Invasive micropapillary carcinoma of the breast is a rare and distinct histological variant of breast cancers, accounting for less than 3% of all breast carcinomas. It is characterized by a pejorative prognosis due to heavy lymph node involvement and the presence of numerous vascular and lymphatic emboli. We here report the case of a 63-year-old woman presenting with left mastodynia evolving for two months. Physical examination revealed breast asymmetry with skin retraction and multiple suspected lymph nodes in the left axilla. Mammography objectified a spiculated mass in the left breast classified as ACR5. Breast microbiopsy showed invasive micropapillary carcinoma.
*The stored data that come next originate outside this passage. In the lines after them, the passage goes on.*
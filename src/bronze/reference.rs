//! Descriptive lookup tables embedded in the `isino` workbook.

use crate::models::{Sheet, Table, NATIONAL_AGENCY_COLUMNS, STOCK_TYPE_COLUMNS};

use super::cell::normalize_cell;
use super::isin::ISIN_RULES;
use super::layout::{scan, LayoutError};

/// Cell holding the stock-type legend (row 17 of the sheet).
const STOCK_TYPE_ROW: usize = 16;

/// Parse a legend such as `Stock type (ORD - Ordinary shares; PRF – Preference)`.
pub fn parse_stock_types(text: &str) -> Vec<(String, String)> {
    let text = text.trim();
    let inner = match (text.find('('), text.rfind(')')) {
        (Some(start), Some(end)) if end > start => &text[start + 1..end],
        _ => text,
    };
    let inner = inner.replace(" – ", " - ");

    inner
        .split(';')
        .map(str::trim)
        .filter(|entry| !entry.is_empty())
        .filter_map(|entry| entry.split_once(" - "))
        .map(|(code, desc)| (code.trim().to_string(), desc.trim().to_string()))
        .collect()
}

/// Extract stock types from the fixed legend cell, falling back to the first
/// cell of column 0 that parses.
pub fn extract_stock_types(sheet: &Sheet) -> Result<Table, LayoutError> {
    let mut entries = sheet
        .cell(STOCK_TYPE_ROW, 0)
        .map(parse_stock_types)
        .unwrap_or_default();

    if entries.is_empty() {
        tracing::debug!(
            "{}: no stock types at row {}, searching first column",
            sheet.name,
            STOCK_TYPE_ROW + 1
        );
        entries = (0..sheet.height())
            .filter_map(|row| sheet.cell(row, 0))
            .map(parse_stock_types)
            .find(|parsed| !parsed.is_empty())
            .unwrap_or_default();
    }

    if entries.is_empty() {
        return Err(LayoutError::RegionNotFound {
            sheet: sheet.name.clone(),
            detail: "stock type legend not found".to_string(),
        });
    }

    let mut table = Table::with_columns(STOCK_TYPE_COLUMNS);
    for (code, desc) in entries {
        table.push_row(vec![Some(code), Some(desc)]);
    }
    Ok(table)
}

/// Extract the national numbering agency table that follows the ISIN table.
///
/// After the ISIN table's terminating row, blank rows are skipped, then a title
/// row and a header row. Two columns are read until the second is empty.
pub fn extract_national_agencies(sheet: &Sheet) -> Result<Table, LayoutError> {
    let region = scan(sheet, 0, &ISIN_RULES)?;
    let end = region.end_row.ok_or_else(|| LayoutError::RegionNotFound {
        sheet: sheet.name.clone(),
        detail: "no blank row after the ISIN table".to_string(),
    })?;

    let mut pos = end + 1;
    while pos < sheet.height() && sheet.is_blank_row(pos) {
        pos += 1;
    }
    let data_start = pos + 2;
    if data_start >= sheet.height() {
        return Err(LayoutError::RegionNotFound {
            sheet: sheet.name.clone(),
            detail: "national agency table not found".to_string(),
        });
    }

    let mut table = Table::with_columns(NATIONAL_AGENCY_COLUMNS);
    for row in data_start..sheet.height() {
        let cells = sheet.row(row);
        let desc = normalize_cell(cells.get(1).and_then(|c| c.as_deref()));
        if desc.is_none() {
            break;
        }
        let agency = normalize_cell(cells.first().and_then(|c| c.as_deref()));
        table.push_row(vec![agency, desc]);
    }
    Ok(table)
}

#[cfg(test)]
mod tests {
    use super::*;

    #[test]
    fn test_parse_stock_types() {
        let parsed = parse_stock_types(
            "Stock Type (ORD - Ordinary Shares; PRF – Preference Shares; ; BAD; WRT - Warrants (Derivative))",
        );
        assert_eq!(
            parsed,
            vec![
                ("ORD".to_string(), "Ordinary Shares".to_string()),
                ("PRF".to_string(), "Preference Shares".to_string()),
                ("WRT".to_string(), "Warrants (Derivative)".to_string()),
            ]
        );
    }

    fn legend_sheet(legend_row: usize) -> Sheet {
        let mut rows: Vec<Vec<&str>> = vec![vec![]; 20];
        rows[legend_row] = vec!["Type (ORD - Ordinary; PRF - Preference)"];
        let refs: Vec<&[&str]> = rows.iter().map(|r| r.as_slice()).collect();
        Sheet::from_strs("isino.csv", &refs)
    }

    #[test]
    fn test_stock_types_fixed_cell_and_fallback() {
        let fixed = extract_stock_types(&legend_sheet(16)).unwrap();
        assert_eq!(fixed.len(), 2);
        let moved = extract_stock_types(&legend_sheet(18)).unwrap();
        assert_eq!(moved.get(1, 0), Some("PRF"));
        assert!(extract_stock_types(&Sheet::from_strs("e.csv", &[&["none"]])).is_err());
    }

    #[test]
    fn test_national_agencies_after_isin_table() {
        let sheet = Sheet::from_strs(
            "isino.csv",
            &[
                &["Name", "ISIN", "Code"],
                &["A", "KY1", "1"],
                &[],
                &[],
                &["National Numbering Agencies"],
                &["Agency", "Description"],
                &["ANNA", "Association of National Numbering Agencies"],
                &["CUSIP", "CUSIP Global\nServices"],
                &["Footnote"],
            ],
        );
        let table = extract_national_agencies(&sheet).unwrap();
        assert_eq!(table.len(), 2);
        assert_eq!(table.get(1, 1), Some("CUSIP Global Services"));
    }
}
The patient underwent left Patey’s mastectomy with ipsilateral axillary dissection. Macroscopically, the tumor was grayish-white with spiculated margins located at the union of the two external quadrants and measuring 13 x 8 cm (Panel A). Histological examination of the surgical specimen revealed invasive carcinomatous proliferation arranged in clusters, nests, micropapillae, morules and glands with reversed polarity within a fibro-inflammatory stroma retracted around the carcinomatous structures (Panel B, C). Histoprognostic grading (SBR grade) modified according to ELSTON and ELLIS was 3. Several peritumoral vascular emboli were detected as well as lymph nodes metastases 20N+/20N. Immunohistochemistry using EMA showed reversed polarity (Figure D). Molecular classification of the tumor was luminal B. The postoperative course was simple. The patient underwent adjuvant chemoradiotherapy. Currently, the patient is systematically monitored on an outpatient basis.